Mary Kirby Inman, a mother of nine children and wife of James Anderson, was an encouraging correspondent to her husband’s letters. Mary Kirby was tasked with the vast responsibilities of maintaining a farm and a family in the 1860s: plowing, planting, harvesting, preserving food. In addition, the many duties related to livestock had to be managed while also attending to the needs of raising and educating their children. This was a difficult reality for many of the women of this era. James Anderson wrote home on July 29th of 1863 to say to his wife, “I depend on you to raise the children in the way they aught to go…God forbid that I shall ever come home and find any of you in a degraded condition.” Mary Kirby’s husband often wrote about his reliance on his faith in God, while also detailing the toils of sustaining camp. He feared returning home was not guaranteed, and he would speak to that concern July 31st 1863; “…If I don’t [come home] you must have patiance (sic) and bare all things the best you can…If I never get home you must try to get threw (sic) the world the best you can without me.” Five weeks later, James Anderson’s regiment was captured and taken prisoner. Fifty-three years later, a ninety-two-year-old Mary Kirby Inman applied for a Confederate widow’s pension.

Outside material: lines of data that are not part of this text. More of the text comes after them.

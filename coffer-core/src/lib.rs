//! Coffer Core - Data Types and Contracts
//!
//! Values, result models, option bags, connection configuration and the
//! crypto service contract shared by every Coffer crate. No I/O happens here.

mod config;
mod crypto;
mod entities;
mod error;
mod options;
mod value;

pub use config::{ConnectionConfig, DEFAULT_ADDRESS};
pub use crypto::{AesGcmCryptoService, CryptoService, AES_256_KEY_SIZE, NONCE_SIZE, TAG_SIZE};
pub use entities::{CacheEntry, CacheStoreInfo};
pub use error::{
    BackendError, CodecError, CofferError, CofferResult, ConfigError, ConfigResult, CryptoError,
    EnvelopeError, StoreError,
};
pub use options::{
    apply_options, Attributes, ConfigOption, CustomStep, DeleteOption, DeleteOptions, GetOption,
    GetOptions, ListOption, ListOptions, SetOption, SetOptions, StoreOption, StoreOptions,
    DEFAULT_EXPIRATION,
};
pub use value::CacheValue;

#[cfg(test)]
mod prop_tests {
    use super::*;
    use proptest::prelude::*;

    fn arb_scalar() -> impl Strategy<Value = CacheValue> {
        prop_oneof![
            Just(CacheValue::Null),
            any::<bool>().prop_map(CacheValue::Bool),
            (-1_000_000_000i64..1_000_000_000).prop_map(|n| CacheValue::Number(n as f64)),
            ".*".prop_map(CacheValue::String),
        ]
    }

    proptest! {
        #[test]
        fn prop_json_codec_preserves_scalars(value in arb_scalar()) {
            let bytes = value.to_json_bytes().unwrap();
            prop_assert!(!bytes.is_empty());
            prop_assert_eq!(CacheValue::from_json_bytes(&bytes).unwrap(), value);
        }

        #[test]
        fn prop_integers_read_back_as_floats(n in any::<i32>()) {
            let bytes = CacheValue::from(n).to_json_bytes().unwrap();
            prop_assert_eq!(
                CacheValue::from_json_bytes(&bytes).unwrap(),
                CacheValue::Number(n as f64)
            );
        }

        #[test]
        fn prop_descriptor_never_contains_password(password in "secret-[a-z0-9]{8,24}") {
            let config = ConnectionConfig::new("localhost:6379", password.clone(), 0);
            prop_assert!(!config.descriptor("redis").contains(&password));
        }

        #[test]
        fn prop_aes_gcm_decrypts_own_output(data in proptest::collection::vec(any::<u8>(), 0..512)) {
            let service = AesGcmCryptoService::new(&[7u8; AES_256_KEY_SIZE]).unwrap();
            let sealed = service.encrypt(&data).unwrap();
            prop_assert_eq!(sealed.len(), NONCE_SIZE + data.len() + TAG_SIZE);
            prop_assert_eq!(service.decrypt(&sealed).unwrap(), data);
        }
    }
}
//! Coffer Storage - Cache Store Contract and Backends
//!
//! Glues option bags, the crypto envelope and a backend adapter into the
//! [`CacheStore`] contract.
//!
//! ```ignore
//! let mut store = RedisCacheStore::redis("localhost:6379", "", 0, [
//!     StoreOption::crypto_service(Arc::new(AesGcmCryptoService::new(&key)?)),
//! ])?;
//! store.init(vec![]).await?;
//!
//! store.set(vec![SetOption::key_value(scoped_key(tenant, "session"), "token")]).await?;
//! let (entries, total) = store.list(vec![ListOption::tenant_uuid(tenant)]).await?;
//! ```

pub mod backend;
pub mod envelope;
pub mod store;
pub mod tenant;

pub use backend::{Backend, Connector, KeyPattern, MemoryBackend, MemoryConnector};
#[cfg(feature = "redis")]
pub use backend::{RedisBackend, RedisConnector};
pub use envelope::Envelope;
#[cfg(feature = "redis")]
pub use store::RedisCacheStore;
pub use store::{CacheStore, KvCacheStore, MemoryCacheStore};
pub use tenant::{belongs_to, scoped_key, tenant_prefix};

// Re-export the core types callers need alongside the store.
pub use coffer_core::{
    AesGcmCryptoService, CacheEntry, CacheStoreInfo, CacheValue, CofferError, CofferResult,
    ConnectionConfig, CryptoService, DeleteOption, GetOption, ListOption, SetOption, StoreOption,
    StoreOptions,
};
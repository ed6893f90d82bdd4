//! Coffer Test Utilities
//!
//! Shared test infrastructure for the Coffer workspace:
//! - Mock crypto services with observable behavior
//! - Proptest generators for cache values, keys and tenants
//! - Fixtures for common scenarios
//! - Assertions for Coffer error categories

use std::sync::atomic::{AtomicUsize, Ordering};

pub use coffer_core::{
    AesGcmCryptoService, CacheEntry, CacheValue, CofferError, CofferResult, CryptoError,
    CryptoService, StoreError,
};

// ============================================================================
// MOCK CRYPTO SERVICES
// ============================================================================

/// Header prepended to every blob produced by [`MockCryptoService`].
pub const MOCK_MARKER: &[u8] = b"mock-sealed:";

/// Reversible, non-secure crypto service.
///
/// Ciphertexts are `MOCK_MARKER` followed by the plaintext XOR-ed with a
/// fixed byte, so the plaintext never appears verbatim in the backend.
/// Decrypting anything without the marker fails, which makes tampering easy
/// to simulate. Calls are counted.
#[derive(Debug, Default)]
pub struct MockCryptoService {
    encrypt_calls: AtomicUsize,
    decrypt_calls: AtomicUsize,
}

const MOCK_MASK: u8 = 0x5A;

impl MockCryptoService {
    pub fn new() -> Self {
        Self::default()
    }

    pub fn encrypt_calls(&self) -> usize {
        self.encrypt_calls.load(Ordering::SeqCst)
    }

    pub fn decrypt_calls(&self) -> usize {
        self.decrypt_calls.load(Ordering::SeqCst)
    }
}

impl CryptoService for MockCryptoService {
    fn encrypt(&self, plaintext: &[u8]) -> Result<Vec<u8>, CryptoError> {
        self.encrypt_calls.fetch_add(1, Ordering::SeqCst);
        let mut out = Vec::with_capacity(MOCK_MARKER.len() + plaintext.len());
        out.extend_from_slice(MOCK_MARKER);
        out.extend(plaintext.iter().map(|b| b ^ MOCK_MASK));
        Ok(out)
    }

    fn decrypt(&self, ciphertext: &[u8]) -> Result<Vec<u8>, CryptoError> {
        self.decrypt_calls.fetch_add(1, Ordering::SeqCst);
        let body = ciphertext
            .strip_prefix(MOCK_MARKER)
            .ok_or_else(|| CryptoError::DecryptionFailed {
                reason: "missing mock marker".to_string(),
            })?;
        Ok(body.iter().map(|b| b ^ MOCK_MASK).collect())
    }
}

/// Crypto service that reports itself unavailable.
#[derive(Debug, Clone, Copy, Default)]
pub struct UnavailableCryptoService;

impl CryptoService for UnavailableCryptoService {
    fn encrypt(&self, _plaintext: &[u8]) -> Result<Vec<u8>, CryptoError> {
        Err(CryptoError::Unavailable)
    }

    fn decrypt(&self, _ciphertext: &[u8]) -> Result<Vec<u8>, CryptoError> {
        Err(CryptoError::Unavailable)
    }

    fn is_available(&self) -> bool {
        false
    }
}

/// Crypto service that is available but fails every call.
#[derive(Debug, Clone, Copy, Default)]
pub struct FailingCryptoService;

impl CryptoService for FailingCryptoService {
    fn encrypt(&self, _plaintext: &[u8]) -> Result<Vec<u8>, CryptoError> {
        Err(CryptoError::EncryptionFailed {
            reason: "encryption disabled for test".to_string(),
        })
    }

    fn decrypt(&self, _ciphertext: &[u8]) -> Result<Vec<u8>, CryptoError> {
        Err(CryptoError::DecryptionFailed {
            reason: "decryption disabled for test".to_string(),
        })
    }
}

// ============================================================================
// PROPTEST GENERATORS
// ============================================================================

pub mod generators {
    //! Proptest strategies for Coffer types.

    use super::*;
    use proptest::prelude::*;

    /// Integral numbers; JSON round-trips them exactly as `f64`.
    pub fn arb_number() -> impl Strategy<Value = CacheValue> {
        (-1_000_000_000i64..1_000_000_000).prop_map(|n| CacheValue::Number(n as f64))
    }

    pub fn arb_scalar() -> impl Strategy<Value = CacheValue> {
        prop_oneof![
            Just(CacheValue::Null),
            any::<bool>().prop_map(CacheValue::Bool),
            arb_number(),
            "[ -~]{0,64}".prop_map(CacheValue::String),
        ]
    }

    /// Nested values up to depth 3.
    pub fn arb_cache_value() -> impl Strategy<Value = CacheValue> {
        arb_scalar().prop_recursive(3, 32, 6, |inner| {
            prop_oneof![
                proptest::collection::vec(inner.clone(), 0..6).prop_map(CacheValue::List),
                proptest::collection::btree_map("[a-z_]{1,12}", inner, 0..6)
                    .prop_map(CacheValue::Map),
            ]
        })
    }

    /// Tenant ids as the hyphenated form of a UUID.
    pub fn arb_tenant() -> impl Strategy<Value = String> {
        any::<[u8; 16]>().prop_map(|bytes| uuid::Uuid::from_bytes(bytes).to_string())
    }

    /// Non-empty key suffixes.
    pub fn arb_key_suffix() -> impl Strategy<Value = String> {
        "[a-zA-Z0-9:_]{1,24}"
    }
}

// ============================================================================
// FIXTURES
// ============================================================================

pub mod fixtures {
    //! Pre-built test fixtures for common testing scenarios.

    use super::*;

    /// 32-byte AES key used by tests.
    pub const TEST_KEY: &[u8; 32] = b"01234567890123456789012345678901";

    /// AES-256-GCM service over [`TEST_KEY`].
    pub fn aes_service() -> AesGcmCryptoService {
        match AesGcmCryptoService::new(TEST_KEY) {
            Ok(service) => service,
            Err(e) => panic!("test key rejected: {}", e),
        }
    }

    /// A credentials-shaped mapping value.
    pub fn credentials() -> CacheValue {
        CacheValue::map()
            .with_entry("username", "john_doe")
            .with_entry("password", "super_secret")
    }

    /// A string value of `len` bytes.
    pub fn large_string(len: usize) -> CacheValue {
        CacheValue::String("x".repeat(len))
    }

    /// Install a `tracing` subscriber honoring `RUST_LOG`. Safe to call from
    /// every test.
    pub fn init_tracing() {
        let _ = tracing_subscriber::fmt()
            .with_env_filter(tracing_subscriber::EnvFilter::from_default_env())
            .with_test_writer()
            .try_init();
    }
}

// ============================================================================
// ASSERTIONS
// ============================================================================

pub mod assertions {
    //! Assertions for Coffer error categories.

    use super::*;

    #[track_caller]
    pub fn assert_config_error<T: std::fmt::Debug>(result: &CofferResult<T>) {
        match result {
            Err(CofferError::Config(_)) => {}
            other => panic!("Expected Config error, got: {:?}", other),
        }
    }

    #[track_caller]
    pub fn assert_envelope_error<T: std::fmt::Debug>(result: &CofferResult<T>) {
        match result {
            Err(CofferError::Store(StoreError::Envelope { .. })) => {}
            other => panic!("Expected Envelope error, got: {:?}", other),
        }
    }

    #[track_caller]
    pub fn assert_lifecycle_error<T: std::fmt::Debug>(result: &CofferResult<T>) {
        match result {
            Err(e) if e.is_lifecycle() => {}
            other => panic!("Expected lifecycle error, got: {:?}", other),
        }
    }

    #[track_caller]
    pub fn assert_backend_error<T: std::fmt::Debug>(result: &CofferResult<T>) {
        match result {
            Err(CofferError::Backend(_)) => {}
            other => panic!("Expected Backend error, got: {:?}", other),
        }
    }
}

#[cfg(test)]
mod tests {
    use super::*;

    #[test]
    fn test_mock_crypto_roundtrip_and_counts() {
        let service = MockCryptoService::new();
        let sealed = service.encrypt(b"secret").unwrap();
        assert!(sealed.starts_with(MOCK_MARKER));
        assert!(!sealed.windows(6).any(|w| w == b"secret"));
        assert_eq!(service.decrypt(&sealed).unwrap(), b"secret");
        assert_eq!(service.encrypt_calls(), 1);
        assert_eq!(service.decrypt_calls(), 1);
    }

    #[test]
    fn test_mock_crypto_detects_tampering() {
        let service = MockCryptoService::new();
        assert!(service.decrypt(b"invalid encrypted data").is_err());
    }

    #[test]
    fn test_unavailable_service() {
        assert!(!UnavailableCryptoService.is_available());
        assert!(FailingCryptoService.is_available());
    }
}
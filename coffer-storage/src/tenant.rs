//! Tenant-scoped key convention.
//!
//! Tenants share one keyspace. A key belongs to a tenant when it has the
//! form `"<tenant>-<rest>"`. The convention is not enforced on write; it
//! only drives filtered listing.

use std::fmt::Display;

use crate::backend::KeyPattern;

/// Separator between the tenant id and the rest of the key.
pub const SEPARATOR: char = '-';

/// Build a key scoped to `tenant`.
pub fn scoped_key(tenant: impl Display, rest: &str) -> String {
    format!("{}{}{}", tenant, SEPARATOR, rest)
}

/// The prefix shared by every key of `tenant`.
pub fn tenant_prefix(tenant: impl Display) -> String {
    format!("{}{}", tenant, SEPARATOR)
}

/// Whether `key` is scoped to `tenant`.
pub fn belongs_to(key: &str, tenant: &str) -> bool {
    key.strip_prefix(tenant)
        .is_some_and(|rest| rest.starts_with(SEPARATOR))
}

/// Enumeration pattern for a listing filtered by `tenant`.
pub fn key_pattern(tenant: Option<&str>) -> KeyPattern {
    match tenant {
        Some(tenant) => KeyPattern::Prefix(tenant_prefix(tenant)),
        None => KeyPattern::All,
    }
}

#[cfg(test)]
mod tests {
    use super::*;
    use proptest::prelude::*;

    #[test]
    fn test_scoped_key_format() {
        assert_eq!(scoped_key("tenant1", "key1"), "tenant1-key1");
        assert_eq!(tenant_prefix("tenant1"), "tenant1-");
    }

    #[test]
    fn test_belongs_to_requires_separator() {
        assert!(belongs_to("tenant1-key1", "tenant1"));
        assert!(!belongs_to("tenant10-key1", "tenant1"));
        assert!(!belongs_to("tenant1", "tenant1"));
        assert!(!belongs_to("key-without-tenant", "tenant1"));
    }

    #[test]
    fn test_key_pattern() {
        assert_eq!(key_pattern(None), KeyPattern::All);
        assert_eq!(
            key_pattern(Some("tenant1")),
            KeyPattern::Prefix("tenant1-".to_string())
        );
    }

    #[test]
    fn test_uuid_tenants() {
        let tenant = uuid::Uuid::now_v7();
        let key = scoped_key(tenant, "session");
        assert!(belongs_to(&key, &tenant.to_string()));
        assert!(!belongs_to(&key, &uuid::Uuid::now_v7().to_string()));
    }

    proptest! {
        #[test]
        fn prop_scoped_keys_belong_to_their_tenant(
            tenant in "[a-z0-9]{1,16}",
            rest in "[a-zA-Z0-9:_-]{0,32}",
        ) {
            let key = scoped_key(&tenant, &rest);
            prop_assert!(belongs_to(&key, &tenant));
            prop_assert!(key_pattern(Some(&tenant)).matches(&key));
        }

        #[test]
        fn prop_tenant_is_not_a_prefix_of_its_extension(
            tenant in "[a-z0-9]{1,16}",
            suffix in "[a-z0-9]{1,4}",
            rest in "[a-z0-9]{0,8}",
        ) {
            let other = format!("{}{}", tenant, suffix);
            prop_assert!(!belongs_to(&scoped_key(&other, &rest), &tenant));
        }
    }
}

At the end of the Civil War, southern states were not able to adequately fulfill pensions for service in the Confederate Army. It wouldn’t be until 1889 that North Carolina would ratify An Act for the Relief of Certain Soldiers of the Late War Between the States, granting pensions to “all disabled, indigent Confederate veterans and their widows.” The Act was amended several times through 1907 by the North Carolina General Assembly, and pension amounts would vary between $10 and $30 annually per the soldier’s rank. The toll taken on these families impacted by the Civil War and the loss of their men ought to be remembered in a context separate from the focus on glory in battle.